Dean M. Aslam (M’87–SM’93) received the M.S. degree in physics and Ph.D. degree in electrical engineering from RWTH Aachen University, Aachen, Germany, in 1979 and 1983, respectively. He is currently Associate Director of the National Science Foundation Engineering Research Center for Wireless Integrated Microsystems, Ann Arbor, MI, and an Associate Professor of electrical and computer engineering with the Department of Electrical and Computer Engineering, Michigan State University (MSU), East Lansing. Before joining MSU in 1988, he was a Research Associate with RWTH Aachen University from 1983 to 1984 and held faculty positions with the Pakistan Air Force College of Aeronautical Engineering, Risalpur, Pakistan, from 1984 to 1986 and with Wayne State University, Detroit, MI, from 1986 to 1988. His group became the first to report an all-diamond neural/cochlear probe in 2007, the incorporation of poly-C piezoresistive sensors in Si cochlear probes in 2006, the highest quality factor for poly-C cantilever beam resonators in 2005, all-diamond MEMS packaging in 2004, field emission electroluminescence in 2003, an intragrain piezoresistive gauge factor of 4000 in poly-C in 1997, and piezoresistivity in diamond and poly-C in 1991. He has published more than 124 papers. He is the holder of ten U.S. patents in the field. He is the founding Editorin-Chief of the International Journal of Nanosystems and Technology. His current research concentrates on poly-C piezoresistive sensors, biochemical nanosensors, poly-C RF MEMS micro- and nanoresonators, CNT growth in PCF channels of a micro-GC, poly-C BioMEMS (cochlear and neural probes), poly-C smart MEMS packaging, and hands-on robotics learning modules for K-12, undergraduate, and graduate teaching. Dr. Aslam was a recipient of a German DAAD Fellowship from 1975 to 1983.

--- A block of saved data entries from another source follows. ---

use crate::domain::{
    self,
    commands::{CreateUser, UpdateUser},
    user::User,
    value_objects::UserId,
};
use crate::ports::*;

use super::super::ServiceDependencies;
use super::super::errors::{Result, ServiceError};

/// 全ユーザーを取得する
pub async fn get_all_users(deps: &ServiceDependencies) -> Result<Vec<User>> {
    deps.user_store
        .find_all()
        .await
        .map_err(ServiceError::StoreError)
}

/// ユーザーを登録する
///
/// ビジネスルール：
/// - 名前とメールアドレスは空白であってはならない
/// - メールアドレスは全ユーザーで一意
pub async fn save_user(deps: &ServiceDependencies, cmd: CreateUser) -> Result<User> {
    let name = require_non_blank(cmd.name, "name")?;
    let email = require_non_blank(cmd.email, "email")?;

    let existing = deps
        .user_store
        .find_by_email(&email)
        .await
        .map_err(ServiceError::StoreError)?;

    if existing.is_some() {
        return Err(ServiceError::EmailConflict);
    }

    let user = domain::user::register_user(name, email);

    deps.user_store
        .save(user.clone())
        .await
        .map_err(ServiceError::StoreError)?;

    tracing::info!("registered user {:?}", user.user_id);

    Ok(user)
}

/// ユーザーを部分更新する
///
/// None のフィールドは変更しない。メールアドレスを変更する場合は
/// 他ユーザーとの重複を確認する。
pub async fn update_user(deps: &ServiceDependencies, cmd: UpdateUser) -> Result<User> {
    let user = deps
        .user_store
        .get_by_id(cmd.user_id)
        .await
        .map_err(ServiceError::StoreError)?
        .ok_or(ServiceError::UserNotFound)?;

    if let Some(email) = cmd.patch.email.as_deref() {
        let holder = deps
            .user_store
            .find_by_email(email)
            .await
            .map_err(ServiceError::StoreError)?;

        if holder.is_some_and(|other| other.user_id != cmd.user_id) {
            return Err(ServiceError::EmailConflict);
        }
    }

    let updated = domain::user::apply_user_patch(&user, cmd.patch);

    deps.user_store
        .save(updated.clone())
        .await
        .map_err(ServiceError::StoreError)?;

    Ok(updated)
}

/// IDでユーザーを取得する
pub async fn get_user_by_id(deps: &ServiceDependencies, user_id: UserId) -> Result<User> {
    deps.user_store
        .get_by_id(user_id)
        .await
        .map_err(ServiceError::StoreError)?
        .ok_or(ServiceError::UserNotFound)
}

/// ユーザーを削除する
pub async fn delete_user(deps: &ServiceDependencies, user_id: UserId) -> Result<()> {
    let deleted = deps
        .user_store
        .delete(user_id)
        .await
        .map_err(ServiceError::StoreError)?;

    if !deleted {
        return Err(ServiceError::UserNotFound);
    }

    tracing::info!("deleted user {:?}", user_id);

    Ok(())
}

fn require_non_blank(value: Option<String>, field: &str) -> Result<String> {
    match value {
        Some(v) if !v.trim().is_empty() => Ok(v),
        _ => Err(ServiceError::InvalidArgument(format!(
            "{} must not be blank",
            field
        ))),
    }
}
use chrono::{DateTime, Duration, Utc};
use rusty_sharing_ddd::adapters::memory::MemoryBackend;
use rusty_sharing_ddd::application::booking::{
    create_booking, decide_booking, get_booking_for_participant, list_bookings_for_booker,
    list_bookings_for_owner,
};
use rusty_sharing_ddd::application::{ServiceDependencies, ServiceError};
use rusty_sharing_ddd::domain::booking::{Booking, BookingStatus};
use rusty_sharing_ddd::domain::commands::{CreateBooking, DecideBooking};
use rusty_sharing_ddd::domain::item::{self, Item};
use rusty_sharing_ddd::domain::user::{self, User};
use rusty_sharing_ddd::domain::value_objects::{BookingId, ItemId, UserId};
use rusty_sharing_ddd::ports::{BookingStore, ItemStore, UserStore};
use std::sync::Arc;

// ============================================================================
// テスト用セットアップ
// ============================================================================

/// インメモリアダプタで依存関係を組み立てる
fn make_deps() -> ServiceDependencies {
    let backend = Arc::new(MemoryBackend::new());

    ServiceDependencies {
        user_store: backend.clone(),
        item_store: backend.clone(),
        booking_store: backend.clone(),
        comment_store: backend.clone(),
        request_store: backend,
    }
}

async fn seed_user(deps: &ServiceDependencies, name: &str, email: &str) -> User {
    let user = user::register_user(name.to_string(), email.to_string());
    deps.user_store.save(user.clone()).await.unwrap();
    user
}

async fn seed_item(deps: &ServiceDependencies, owner_id: UserId, available: bool) -> Item {
    let item = item::list_item(
        owner_id,
        "cordless drill".to_string(),
        "a well used cordless drill".to_string(),
        available,
        None,
    );
    deps.item_store.save(item.clone()).await.unwrap();
    item
}
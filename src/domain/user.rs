#![allow(dead_code)]

use serde::{Deserialize, Serialize};

use super::UserId;

/// User集約 - マーケットプレイスの利用者
///
/// 出品者（owner）と借り手（booker）は同じUser型で表す。
#[derive(Debug, Clone, PartialEq, Eq, Serialize, Deserialize)]
pub struct User {
    pub user_id: UserId,
    pub name: String,
    pub email: String,
}

/// ユーザーの部分更新
///
/// None のフィールドは変更しない。
#[derive(Debug, Clone, Default, PartialEq, Eq)]
pub struct UserPatch {
    pub name: Option<String>,
    pub email: Option<String>,
}

/// 純粋関数：ユーザーを登録する
pub fn register_user(name: String, email: String) -> User {
    User {
        user_id: UserId::new(),
        name,
        email,
    }
}

/// 純粋関数：部分更新を適用する
///
/// 副作用なし。新しいUserを返す。
pub fn apply_user_patch(user: &User, patch: UserPatch) -> User {
    User {
        user_id: user.user_id,
        name: patch.name.unwrap_or_else(|| user.name.clone()),
        email: patch.email.unwrap_or_else(|| user.email.clone()),
    }
}
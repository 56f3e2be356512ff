#[allow(unused_imports)]
pub mod booking_store;
#[allow(unused_imports)]
pub mod comment_store;
#[allow(unused_imports)]
pub mod item_store;
#[allow(unused_imports)]
pub mod request_store;
#[allow(unused_imports)]
pub mod user_store;

#[allow(unused_imports)]
pub use booking_store::*;
#[allow(unused_imports)]
pub use comment_store::*;
#[allow(unused_imports)]
pub use item_store::*;
#[allow(unused_imports)]
pub use request_store::*;
#[allow(unused_imports)]
pub use user_store::*;
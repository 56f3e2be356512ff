#![allow(dead_code)]

/// 予約作成のエラー
#[derive(Debug, Clone, PartialEq, Eq)]
pub enum PlanBookingError {
    /// 終了日時が開始日時より後になっていない
    EndNotAfterStart,
}

/// 予約承認/却下のエラー
#[derive(Debug, Clone, PartialEq, Eq)]
pub enum DecideBookingError {
    /// 既に承認済みの予約は再判定できない
    AlreadyApproved,
}

/// コメント投稿のエラー
#[derive(Debug, Clone, PartialEq, Eq)]
pub enum WriteCommentError {
    /// 本文が空
    EmptyText,
}
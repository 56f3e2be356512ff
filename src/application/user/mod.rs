mod user_service;

#[allow(unused_imports)]
pub use user_service::{delete_user, get_all_users, get_user_by_id, save_user, update_user};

John P. Sullivan received the B.S. degree in materials science from the University of Minnesota, Minneapolis, in 1989, and the Ph.D. degree in materials science and engineering from the University of Pennsylvania, Philadelphia, in 1993. In 1994, he joined Sandia National Laboratories, Albuquerque, NM, as a Research Staff Member and is currently a Principal Member of the Technical Staff with the joint Sandia–Los Alamos Center for Integrated Nanotechnologies. He is the author or a coauthor of more than 50 scientific publications and patents in the areas of electronic properties of metal/semiconductor interfaces, insulator/semiconductor interfaces, amorphous aluminum oxide and carbon thin films, and carbon- and diamond-based materials for MEMS. His current research interests include the study of electronic defects in thin films and nanoscale materials, nanomechanics and NEMS, sensors using resonant mechanical structures, and heat transport at the nanoscale.